Furthermore, logistics efficiency plays a complementary role. The strong correlation with payments (r=0.88, p<0.05) underscores that well-functioning logistics infrastructure is crucial for sustaining trade growth in the digital era. Overall, digital payment systems act more as enablers of inclusivity than as direct drivers of transaction-level productivity. Policymakers should therefore promote payment system expansion alongside logistics and customs modernization, while also supporting SMEs in adopting these tools.

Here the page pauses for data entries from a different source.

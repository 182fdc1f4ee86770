//! Connection membership per named room
//!
//! Both directions of the membership relation (room → connections and
//! connection → rooms) live behind one lock and are only ever changed
//! together, so they cannot drift apart. The lock guards bookkeeping only:
//! callers take a snapshot of the sinks they need and do their I/O after the
//! guard is gone.

use std::collections::{HashMap, HashSet};
use std::fmt;
use std::sync::Arc;
use std::sync::atomic::{AtomicU64, Ordering};

use async_trait::async_trait;
use serde::Serialize;
use tokio::sync::{RwLock, mpsc};
use tracing::{debug, info};

use crate::DeviceId;

use super::messages::RoomOccupancy;

pub const ROOM_DASHBOARD: &str = "dashboard";
pub const ROOM_ALERTS: &str = "alerts";
pub const ROOM_URGENT_ALERTS: &str = "urgent_alerts";
pub const ROOM_DEVICE_MONITORING: &str = "device_monitoring";

/// Rooms that exist from startup
pub const DEFAULT_ROOMS: [&str; 4] = [
    ROOM_DASHBOARD,
    ROOM_ALERTS,
    ROOM_URGENT_ALERTS,
    ROOM_DEVICE_MONITORING,
];

const DEVICE_ROOM_PREFIX: &str = "device_";

/// Room carrying the updates of a single device
pub fn device_room(device_id: DeviceId) -> String {
    format!("{DEVICE_ROOM_PREFIX}{}", device_id.0)
}

/// Whether clients may join `room`: a default room or `device_<id>`
pub fn is_joinable_room(room: &str) -> bool {
    if DEFAULT_ROOMS.contains(&room) {
        return true;
    }
    // canonical ids only, so `device_7` and `device_007` cannot both exist
    room.strip_prefix(DEVICE_ROOM_PREFIX)
        .and_then(|id| id.parse::<u64>().ok())
        .is_some_and(|id| device_room(DeviceId(id)) == room)
}

/// Opaque per-connection identifier, unique for the registry's lifetime
#[derive(Debug, Clone, Copy, PartialEq, Eq, Hash, PartialOrd, Ord, Serialize)]
#[serde(transparent)]
pub struct ConnectionId(pub u64);

impl fmt::Display for ConnectionId {
    fn fmt(&self, f: &mut fmt::Formatter<'_>) -> fmt::Result {
        write!(f, "conn-{}", self.0)
    }
}

/// Outbound side of a live connection
///
/// A failed send means the connection is gone. The broadcaster drops it
/// from every room.
#[async_trait]
pub trait ConnectionSink: Send + Sync {
    async fn send_text(&self, text: Arc<str>) -> anyhow::Result<()>;
}

/// Connections backed by a channel drained by a socket writer task
#[async_trait]
impl ConnectionSink for mpsc::Sender<Arc<str>> {
    async fn send_text(&self, text: Arc<str>) -> anyhow::Result<()> {
        self.send(text)
            .await
            .map_err(|_| anyhow::anyhow!("connection writer closed"))
    }
}

struct Entry {
    user_id: Option<String>,
    rooms: HashSet<String>,
    sink: Arc<dyn ConnectionSink>,
}

#[derive(Default)]
struct Inner {
    connections: HashMap<ConnectionId, Entry>,
    rooms: HashMap<String, HashSet<ConnectionId>>,
}

/// Sinks captured for delivery outside the lock
pub type Targets = Vec<(ConnectionId, Arc<dyn ConnectionSink>)>;

/// Shared room registry
///
/// Cheap to clone. Every clone sees the same connections.
#[derive(Clone, Default)]
pub struct RoomRegistry {
    inner: Arc<RwLock<Inner>>,
    next_id: Arc<AtomicU64>,
}

impl RoomRegistry {
    pub fn new() -> Self {
        Self::default()
    }

    /// A registry with the given rooms already present (and empty)
    pub fn with_rooms<I, S>(rooms: I) -> Self
    where
        I: IntoIterator<Item = S>,
        S: Into<String>,
    {
        let mut inner = Inner::default();
        for room in rooms {
            inner.rooms.entry(room.into()).or_default();
        }

        Self {
            inner: Arc::new(RwLock::new(inner)),
            next_id: Arc::default(),
        }
    }

    pub async fn register(
        &self,
        user_id: Option<String>,
        sink: Arc<dyn ConnectionSink>,
    ) -> ConnectionId {
        let id = ConnectionId(self.next_id.fetch_add(1, Ordering::Relaxed) + 1);

        let mut inner = self.inner.write().await;
        inner.connections.insert(
            id,
            Entry {
                user_id: user_id.clone(),
                rooms: HashSet::new(),
                sink,
            },
        );

        info!(
            "{id} registered (user {}), {} active",
            user_id.as_deref().unwrap_or("anonymous"),
            inner.connections.len()
        );
        id
    }

    /// Remove a connection from every room it joined
    ///
    /// Returns `false` if the connection was already gone.
    pub async fn unregister(&self, id: ConnectionId) -> bool {
        let mut inner = self.inner.write().await;
        let Some(entry) = inner.connections.remove(&id) else {
            return false;
        };

        for room in &entry.rooms {
            if let Some(members) = inner.rooms.get_mut(room) {
                members.remove(&id);
            }
        }

        info!("{id} unregistered, {} active", inner.connections.len());
        true
    }

    /// Add a connection to a room, creating the room on first use
    ///
    /// Joining twice is a no-op. Returns `false` for an unknown connection.
    pub async fn join(&self, id: ConnectionId, room: &str) -> bool {
        let mut inner = self.inner.write().await;
        let Inner { connections, rooms } = &mut *inner;

        let Some(entry) = connections.get_mut(&id) else {
            return false;
        };
        if entry.rooms.insert(room.to_string()) {
            debug!("{id} joined {room}");
        }
        rooms.entry(room.to_string()).or_default().insert(id);
        true
    }

    /// Remove a connection from a room
    ///
    /// Leaving a room the connection is not in is a no-op. Returns `false`
    /// for an unknown connection. Empty rooms are kept.
    pub async fn leave(&self, id: ConnectionId, room: &str) -> bool {
        let mut inner = self.inner.write().await;
        let Inner { connections, rooms } = &mut *inner;

        let Some(entry) = connections.get_mut(&id) else {
            return false;
        };
        if entry.rooms.remove(room) {
            debug!("{id} left {room}");
        }
        if let Some(members) = rooms.get_mut(room) {
            members.remove(&id);
        }
        true
    }

    /// Members of a room at this instant
    pub async fn room_targets(&self, room: &str) -> Targets {
        let inner = self.inner.read().await;
        inner
            .rooms
            .get(room)
            .map(|members| {
                members
                    .iter()
                    .filter_map(|id| {
                        inner
                            .connections
                            .get(id)
                            .map(|entry| (*id, Arc::clone(&entry.sink)))
                    })
                    .collect()
            })
            .unwrap_or_default()
    }

    /// Every registered connection at this instant
    pub async fn all_targets(&self) -> Targets {
        let inner = self.inner.read().await;
        inner
            .connections
            .iter()
            .map(|(id, entry)| (*id, Arc::clone(&entry.sink)))
            .collect()
    }

    pub async fn sink_of(&self, id: ConnectionId) -> Option<Arc<dyn ConnectionSink>> {
        let inner = self.inner.read().await;
        inner.connections.get(&id).map(|entry| Arc::clone(&entry.sink))
    }

    pub async fn get_room_users_count(&self, room: &str) -> usize {
        let inner = self.inner.read().await;
        inner.rooms.get(room).map_or(0, HashSet::len)
    }

    pub async fn get_active_connections_count(&self) -> usize {
        self.inner.read().await.connections.len()
    }

    /// Sorted room names of a connection, `None` if it is not registered
    pub async fn rooms_of(&self, id: ConnectionId) -> Option<Vec<String>> {
        let inner = self.inner.read().await;
        inner.connections.get(&id).map(|entry| {
            let mut rooms: Vec<String> = entry.rooms.iter().cloned().collect();
            rooms.sort();
            rooms
        })
    }

    pub async fn user_of(&self, id: ConnectionId) -> Option<String> {
        let inner = self.inner.read().await;
        inner.connections.get(&id).and_then(|entry| entry.user_id.clone())
    }

    /// Every room ever created, sorted
    pub async fn room_names(&self) -> Vec<String> {
        let inner = self.inner.read().await;
        let mut names: Vec<String> = inner.rooms.keys().cloned().collect();
        names.sort();
        names
    }

    /// Member count per room, sorted by room name
    pub async fn occupancy(&self) -> Vec<RoomOccupancy> {
        let inner = self.inner.read().await;
        let mut rooms: Vec<RoomOccupancy> = inner
            .rooms
            .iter()
            .map(|(room, members)| RoomOccupancy {
                room: room.clone(),
                connections: members.len(),
            })
            .collect();
        rooms.sort_by(|a, b| a.room.cmp(&b.room));
        rooms
    }

    /// Check that both membership maps describe the same relation
    pub async fn is_consistent(&self) -> bool {
        let inner = self.inner.read().await;

        let forward = inner.connections.iter().all(|(id, entry)| {
            entry
                .rooms
                .iter()
                .all(|room| inner.rooms.get(room).is_some_and(|m| m.contains(id)))
        });
        let backward = inner.rooms.iter().all(|(room, members)| {
            members.iter().all(|id| {
                inner
                    .connections
                    .get(id)
                    .is_some_and(|entry| entry.rooms.contains(room))
            })
        });

        forward && backward
    }
}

Future research should extend the timeframe and incorporate firm-level data to capture heterogeneous impacts across industries and regions, thereby providing more detailed policy implications. Future research should incorporate firm-level or industry-specific data to analyze sectoral variations. For example, different industries may have different responses to cross-border digital payments, and studying these differences can provide more detailed policy recommendations. In addition, it is necessary to investigate the causal mechanisms underlying the observed trends, such as further exploring the specific channels through which digital payments affect trade volume and transaction structure, to better understand the internal logic of the relationship between them.